I’ll be the first to admit that my handwriting stinks. I’ve gotten so used to typing that it is a pain (almost literally) to pick up a pen and write more than a few words or phrases. At the conference last week I took all my notes on the Powerbook or on the thumb keyboard of my Palm. Once upon a time I used to have good handwriting and I’ve got the school certificate to prove it. But even my mother, who for many years forbid me from sending her typed letters, now prefers email so she can actually read what I’ve written.
Many teachers will tell you I’m not alone in this lack of penmanship skills. Lots of kids today have grown up with computers all around them and have come through elementary schools that have de-emphasized the handwriting practice they once gave awards for. So it may come as a shock to some students who next year will have to write an essay for their SATs – in longhand, without benefit of computer. It may also come as a shock to the people who have to grade those tests.
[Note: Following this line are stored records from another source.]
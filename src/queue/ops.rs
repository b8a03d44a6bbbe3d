//! Operator tooling over the dead-letter queue: peek, replay and purge.

use serde::Serialize;
use uuid::Uuid;

use crate::models::{DlqEntry, DlqSource};

use super::{now_ms, JobQueue, QueueError, Requeue};

/// One DLQ row as shown to an operator. `entry` is `None` when the row does not parse.
#[derive(Debug, Clone, Serialize)]
pub struct DlqRow {
    pub index: usize,
    pub entry: Option<DlqEntry>,
}

/// The newest `limit` DLQ rows, oldest of them first.
pub async fn peek(queue: &JobQueue, limit: usize) -> Result<Vec<DlqRow>, QueueError> {
    let total = queue.backend().stats().await?.dlq;
    let start = total.saturating_sub(limit);
    let rows = queue.backend().dlq_range(start, limit).await?;

    Ok(rows
        .into_iter()
        .enumerate()
        .map(|(i, raw)| DlqRow {
            index: start + i,
            entry: serde_json::from_str(&raw).ok(),
        })
        .collect())
}

#[derive(Debug, Clone, Default)]
pub struct ReplayOptions {
    /// Oldest rows scanned.
    pub limit: usize,
    pub reason: Option<String>,
    pub source: Option<DlqSource>,
    pub token: Option<String>,
    pub dry_run: bool,
    /// Keep `queue_attempt` instead of resetting it to 0.
    pub keep_attempt: bool,
}

impl ReplayOptions {
    fn matches(&self, entry: &DlqEntry) -> bool {
        if self.reason.as_deref().is_some_and(|r| r != entry.reason) {
            return false;
        }
        if self.source.is_some_and(|s| s != entry.source) {
            return false;
        }
        if self.token.as_deref().is_some_and(|t| t != entry.entry.token) {
            return false;
        }
        true
    }
}

#[derive(Debug, Clone, Copy, Default, PartialEq, Eq, Serialize)]
#[serde(rename_all = "camelCase")]
pub struct ReplaySummary {
    pub scanned: usize,
    pub matched: usize,
    pub replayed: usize,
    pub skipped: usize,
    pub invalid: usize,
    pub capacity_blocked: usize,
}

/// Re-inject matching DLQ rows into `pending` under new queue tokens.
///
/// Only rows actually pushed are removed from the DLQ. The business idempotency key is
/// carried over unchanged, so the worker's intent-store claim still guards execution.
pub async fn replay(queue: &JobQueue, opts: &ReplayOptions) -> Result<ReplaySummary, QueueError> {
    let rows = queue.backend().dlq_range(0, opts.limit).await?;
    let max = queue.settings().max_size;
    let mut summary = ReplaySummary {
        scanned: rows.len(),
        ..Default::default()
    };

    for raw in rows {
        let Ok(dead) = serde_json::from_str::<DlqEntry>(&raw) else {
            summary.invalid += 1;
            continue;
        };
        if !opts.matches(&dead) {
            summary.skipped += 1;
            continue;
        }
        summary.matched += 1;

        let mut entry = dead.entry;
        let old_token = std::mem::replace(&mut entry.token, Uuid::new_v4().to_string());
        entry.enqueued_at = now_ms();
        entry.replayed = true;
        if !opts.keep_attempt {
            entry.queue_attempt = 0;
        }

        if opts.dry_run {
            if queue.backend().stats().await?.occupancy() >= max {
                summary.capacity_blocked += 1;
            } else {
                summary.replayed += 1;
            }
            continue;
        }

        match queue.backend().dlq_requeue(&raw, &entry, max).await? {
            Requeue::Requeued => {
                summary.replayed += 1;
                tracing::info!(old_token = %old_token, token = %entry.token, reason = %dead.reason, "Replayed DLQ entry");
            }
            Requeue::CapacityBlocked => summary.capacity_blocked += 1,
            Requeue::Missing => summary.skipped += 1,
        }
    }

    Ok(summary)
}

#[derive(Debug, Clone, Copy, PartialEq, Eq)]
pub enum PurgeScope {
    Oldest(usize),
    All,
}

#[derive(Debug, Clone, Copy, PartialEq, Eq, Serialize)]
#[serde(rename_all = "camelCase")]
pub struct PurgeSummary {
    pub before: usize,
    pub removed: usize,
    pub remaining: usize,
    pub dry_run: bool,
}

/// Drop the oldest DLQ rows. Never touches pending or in-flight entries.
pub async fn purge(queue: &JobQueue, scope: PurgeScope, dry_run: bool) -> Result<PurgeSummary, QueueError> {
    let before = queue.backend().stats().await?.dlq;
    let wanted = match scope {
        PurgeScope::Oldest(n) => n.min(before),
        PurgeScope::All => before,
    };

    let removed = if dry_run {
        wanted
    } else {
        queue.backend().dlq_trim_oldest(wanted).await?
    };

    if !dry_run && removed > 0 {
        tracing::warn!(removed, before, "Purged DLQ entries");
    }
    Ok(PurgeSummary {
        before,
        removed,
        remaining: before.saturating_sub(removed),
        dry_run,
    })
}
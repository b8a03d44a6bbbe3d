pub mod dedup;
pub mod log_source;
pub mod mempool;
pub mod pipeline;
pub mod price_cache;
pub mod settlement_listener;
pub mod traders;

pub use mempool::{MempoolProvider, MempoolWatcher};
pub use pipeline::{PipelineReport, PipelineSettings, SignalPipeline};
pub use price_cache::PriceCache;
pub use settlement_listener::{ListenerState, SettlementListener};
pub use traders::MonitoredTraders;

use metrics::counter;
use tokio::sync::mpsc::{self, error::TrySendError};

use crate::models::TradeSignal;

/// Hand a signal to the pipeline without waiting. Listener read loops must never
/// block on downstream work, so a full channel drops the signal.
pub(crate) fn emit_signal(tx: &mpsc::Sender<TradeSignal>, signal: TradeSignal, listener: &'static str) -> bool {
    match tx.try_send(signal) {
        Ok(()) => {
            counter!("signals_emitted_total", "listener" => listener).increment(1);
            true
        }
        Err(TrySendError::Full(signal)) => {
            counter!("signals_dropped_total", "listener" => listener).increment(1);
            tracing::warn!(
                listener,
                trader = %signal.trader_address,
                tx_hash = ?signal.tx_hash,
                "Signal channel full, dropping signal"
            );
            false
        }
        Err(TrySendError::Closed(_)) => {
            tracing::warn!(listener, "Signal channel closed");
            false
        }
    }
}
Some students who think they’ll write a good essay are worried scorers won’t be able to decipher it, raising the question of whether penmanship should be getting more attention in the classroom.
"People like myself, who don’t have good handwriting, are wondering if some anonymous person is going to think I spelled stuff wrong and not understand what I’m trying to say," said Lucas Rohm, 16, a Country Day alum who is now a rising junior at Greenwich High School.
I’m glad I don’t have to take the tests – or read them.